Virginia Quarterly Review (VQR)
This “National Journal of Literature and Discussion,” published since 1925 by the University of Virginia, has a different kind of franchise. They have just published their Spring 2010 issue on the iPad, but under the direction of Web Developer Waldo Jaquith, they have gone a different route and created an ePub file, for sale in iBookstore.
Now, you might think that this is a suicidal move for a publication that carries advertising and regularly shows illustrations and photographs in their editorial matter. We’ve seen some of the terrible-looking ePub files being produced, and the disappointing iBooks typography of the books in the iBookstore, no matter who publishes them.
But VQR has made the transition to ePub brilliantly, and their publication is far and away the best I’ve seen on this platform. There is nothing Jaquith and company can do about the limitations of the ePub format, but here they show just what is possible with attention to detail and painstaking care.
Obviously, we are in the familiar iBook environment. But it’s been adapted to the purposes of a magazine. Even the page above shows how careful this ePub conversion was done. First of all, we’ve got rag right composition, defeating the awful full justification-without-hyphenation common in iBooks. This is enough to improve the overall look of the page considerably.
But the careful ordering of the iPad fonts, the type sizes, the arrangement on the page, is calmingly logical and orderly. There are no buttons, videos (that I saw anyway) or commercials. You page through the story as you would an iBook. There are ads, and the ads are hot-linked so you can go directly to an advertiser’s site in Safari, but that appears to be the limit of the interactivity.
In the interior page above, you can see the placement of a spot photograph along with its caption. Just seeing this page in ePub really raised my spirits. Maybe there is survival for typographers in an ePub world.
Two Completely Different Experiences
These two publications couldn’t be more different, and I encourage you to take a look at them if you have an ePub reader. For me, the choice was pretty clear.

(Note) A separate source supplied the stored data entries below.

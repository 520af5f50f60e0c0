//! In-memory EventStore

use std::collections::BTreeMap;
use std::sync::Arc;

use tokio::sync::{Mutex, Notify};
use tracing::{debug, info};

use crate::domain::{ClassTable, Event, NotificationClass, SentMessage};
use crate::scheduler::{DueEntry, ScanOutcome, SchedulerConfig, SlipOutcome, detect_slip, find_next};

/// An event whose NET changed during a refresh
#[derive(Debug, Clone, PartialEq, Eq)]
pub struct Slip {
    /// The event after the new NET was applied
    pub event: Event,
    pub old_net: i64,
    pub outcome: SlipOutcome,
}

/// What a refresh changed
#[derive(Debug, Clone, Default, PartialEq, Eq)]
pub struct UpdateSummary {
    pub added: Vec<String>,
    pub removed: Vec<String>,
    pub slips: Vec<Slip>,
    /// Events whose live flag flipped
    pub live_changed: Vec<String>,
    pub tracked: usize,
}

impl UpdateSummary {
    /// Anything that could move the next due notification
    pub fn has_changes(&self) -> bool {
        !self.added.is_empty() || !self.removed.is_empty() || !self.slips.is_empty() || !self.live_changed.is_empty()
    }
}

/// Tracked events keyed by id
///
/// The refresh path replaces the contents wholesale while carrying each
/// event's notification state forward; the scheduler reads and marks state
/// under the same lock.
pub struct EventStore {
    table: Arc<ClassTable>,
    config: SchedulerConfig,
    inner: Mutex<BTreeMap<String, Event>>,
    changed: Notify,
}

impl EventStore {
    pub fn new(table: Arc<ClassTable>, config: SchedulerConfig) -> Self {
        debug!(?config, "EventStore::new: called");
        Self {
            table,
            config,
            inner: Mutex::new(BTreeMap::new()),
            changed: Notify::new(),
        }
    }

    pub fn table(&self) -> &ClassTable {
        &self.table
    }

    pub fn config(&self) -> &SchedulerConfig {
        &self.config
    }

    /// Replace tracked events with a fresh upstream listing
    ///
    /// Concluded events and ids missing from `fresh` are dropped. Events seen
    /// before inherit their sent flags and message ids, then have the new NET
    /// applied through slip detection.
    pub async fn update(&self, fresh: Vec<Event>, now: i64) -> UpdateSummary {
        debug!(count = fresh.len(), now, "EventStore::update: called");
        let mut inner = self.inner.lock().await;
        let mut previous = std::mem::take(&mut *inner);
        let mut summary = UpdateSummary::default();

        for mut event in fresh {
            let old = previous.remove(&event.id);
            if event.concluded {
                debug!(event_id = %event.id, "EventStore::update: concluded, dropping");
                if old.is_some() {
                    summary.removed.push(event.id);
                }
                continue;
            }

            match old {
                Some(old) => {
                    if old.live != event.live {
                        debug!(event_id = %event.id, live = event.live, "EventStore::update: live flag changed");
                        summary.live_changed.push(event.id.clone());
                    }
                    event.inherit_state(&old);
                    let new_net = event.net;
                    event.net = old.net;
                    let outcome = detect_slip(&mut event, new_net, &self.table, &self.config, now);
                    if outcome.changed {
                        summary.slips.push(Slip {
                            event: event.clone(),
                            old_net: old.net,
                            outcome,
                        });
                    }
                }
                None => summary.added.push(event.id.clone()),
            }

            inner.insert(event.id.clone(), event);
        }

        summary.removed.extend(previous.into_keys());
        summary.tracked = inner.len();
        drop(inner);

        if summary.has_changes() {
            info!(
                added = summary.added.len(),
                removed = summary.removed.len(),
                slips = summary.slips.len(),
                live_changed = summary.live_changed.len(),
                tracked = summary.tracked,
                "Tracked events updated"
            );
            self.changed.notify_waiters();
        }

        summary
    }

    /// Scan for the next due notification
    pub async fn find_next(&self, now: i64) -> ScanOutcome {
        debug!(now, "EventStore::find_next: called");
        let mut inner = self.inner.lock().await;
        find_next(inner.values_mut(), &self.table, &self.config, now)
    }

    /// Mark due entries sent, returning the events that actually transitioned
    ///
    /// Entries whose event disappeared, is no longer live, or already has the
    /// class marked are skipped, so a due notification is delivered at most once.
    pub async fn mark_sent(&self, entries: &[DueEntry]) -> Vec<(Event, NotificationClass)> {
        debug!(count = entries.len(), "EventStore::mark_sent: called");
        let mut inner = self.inner.lock().await;
        let mut marked = Vec::new();

        for entry in entries {
            let Some(event) = inner.get_mut(&entry.event_id) else {
                debug!(event_id = %entry.event_id, "EventStore::mark_sent: event gone");
                continue;
            };
            if !event.live || event.concluded {
                continue;
            }
            if event.sent.insert(entry.class) {
                marked.push((event.clone(), entry.class));
            } else {
                debug!(event_id = %entry.event_id, class = %entry.class, "EventStore::mark_sent: already sent");
            }
        }

        marked
    }

    /// Store the messages of a finished notification
    ///
    /// Returns the updated event and the message ids it replaced.
    pub async fn record_delivery(
        &self,
        event_id: &str,
        sent: &[SentMessage],
        delivered: u64,
    ) -> Option<(Event, Vec<SentMessage>)> {
        debug!(%event_id, sent = sent.len(), delivered, "EventStore::record_delivery: called");
        let mut inner = self.inner.lock().await;
        let event = inner.get_mut(event_id)?;
        event.delivered += delivered;
        let previous = std::mem::replace(&mut event.sent_ids, sent.to_vec());
        Some((event.clone(), previous))
    }

    pub async fn get(&self, id: &str) -> Option<Event> {
        self.inner.lock().await.get(id).cloned()
    }

    /// All tracked events in id order
    pub async fn snapshot(&self) -> Vec<Event> {
        self.inner.lock().await.values().cloned().collect()
    }

    pub async fn len(&self) -> usize {
        self.inner.lock().await.len()
    }

    pub async fn is_empty(&self) -> bool {
        self.inner.lock().await.is_empty()
    }

    /// Resolves on the next [`EventStore::update`] that changed anything
    pub async fn changed(&self) {
        self.changed.notified().await;
    }
}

No matter how much I admired the artfulness and typographic beauty of the Wired pages, I felt lost in a corporate maze, with only the stylized prose to keep me company.
Reading VQR was the first enjoyable experience I’ve had with an iBook. It achieved one of the goals of publication design, at least in my mind: to present the story in such a way that the reader has unimpeded access to the fulness of the author’s intent. The iBook environment in this case worked in VQR’s favor, and the calm design did a superb job of transmitting the writing. No bells and whistles, but a great and humane reading experience.
VQR really makes me more optimistic than I have been for some time. And if you really need a bolt of inspiration, fire up Safari and take a look here.
<
p class=”note”>Takeaway: The first two magazines on the iPad—Wired and VQR—show completely different approaches to the platform. VQR looks like the clear winner.
Resources
Wired: “Apple iPad Reaches One Million Sold Twice as Fast as iPhone”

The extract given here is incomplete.